Grammarly’s pricing and how to get a better deal
I’m always looking at the one-year price when comparing these tools since I need them long-term. Grammarly became part of my daily life, just like Spotify and I’m sure many of you feel the same way about Netflix. Grammarly has a regular yearly fee of $139.95 (at the time of this writing).
Plot twist: I never paid this full price! I signed up, used the free for a while and then got a 50% discount. For $69.98 ($5.83/month) it’s very well worth it. The problem is that I’m mentally anchored to this price level and whenever the next billing cycle comes I need to find a new offer. This year I found one for $83.97 (40% off). Then I secured another 50% offer which they schedule after the current plan expires. So you can hunt for discounts all year long and keep adding them onto your account. As with all digital products and services that don’t depend on inventory, I recommend keeping an open eye around Black Friday / Cyber Monday. Don’t get a shared account on eBay (privacy concerns)!
While I briefly used the free version, the real value rests in the Grammarly premium. Consider getting it even if you write as a hobby or for a living because Grammarly can improve the quality of your writing.

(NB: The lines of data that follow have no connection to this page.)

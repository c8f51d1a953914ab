//! Headless scramble-reveal demo: prints one line per animation frame.
//!
//! Run with: cargo run -p decipher-runtime --example headline

use std::time::Duration;

use decipher_core::geometry::Rect;
use decipher_render::{Buffer, PackedRgba, Style};
use decipher_runtime::{FixedFrames, FrameSource, RevealSession};
use decipher_widgets::{Label, ScrambleReveal, StatefulWidget, Widget};

fn main() {
    let text = "THE MAGIC WORDS ARE SQUEAMISH OSSIFRAGE";
    let step = Duration::from_millis(40);

    let mut banner = Buffer::new(16, 1);
    Label::new("deciphering...")
        .style(Style::new().dim())
        .render(Rect::from_size(16, 1), &mut banner);
    println!("{}", banner.row_text(0));

    let mut session = RevealSession::new(text)
        .reveal_delay(step)
        .flip_delay(step);
    let widget = ScrambleReveal::new()
        .revealed_style(Style::new().fg(PackedRgba::rgb(120, 220, 160)).bold())
        .scrambled_style(Style::new().dim());

    let area = Rect::from_size(text.chars().count() as u16, 1);
    let viewport = Rect::from_size(80, 24);
    let mut frames = FixedFrames::new(step);

    while session.wants_frame() {
        let Some(dt) = frames.next_frame() else {
            break;
        };
        session.frame(dt, area, viewport);

        let mut buf = Buffer::new(area.width, 1);
        widget.render(area, &mut buf, session.run_mut());
        println!("{}", buf.row_text(0));

        std::thread::sleep(step);
    }
}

It’s not perfect and will not make you a native English speaker (if you aren’t already one), but at least your results will be decent enough. I’m after this “good enough”, and I found the advantage in Grammarly. The rest of my team uses it too, albeit only the free version. As I’m committed to writing one article per week on average, this is indispensable. Verdict: wholeheartedly recommended.
No, this is not a paid review. We are not affiliated with Grammarly. I just want you to be more successful, whoever you are.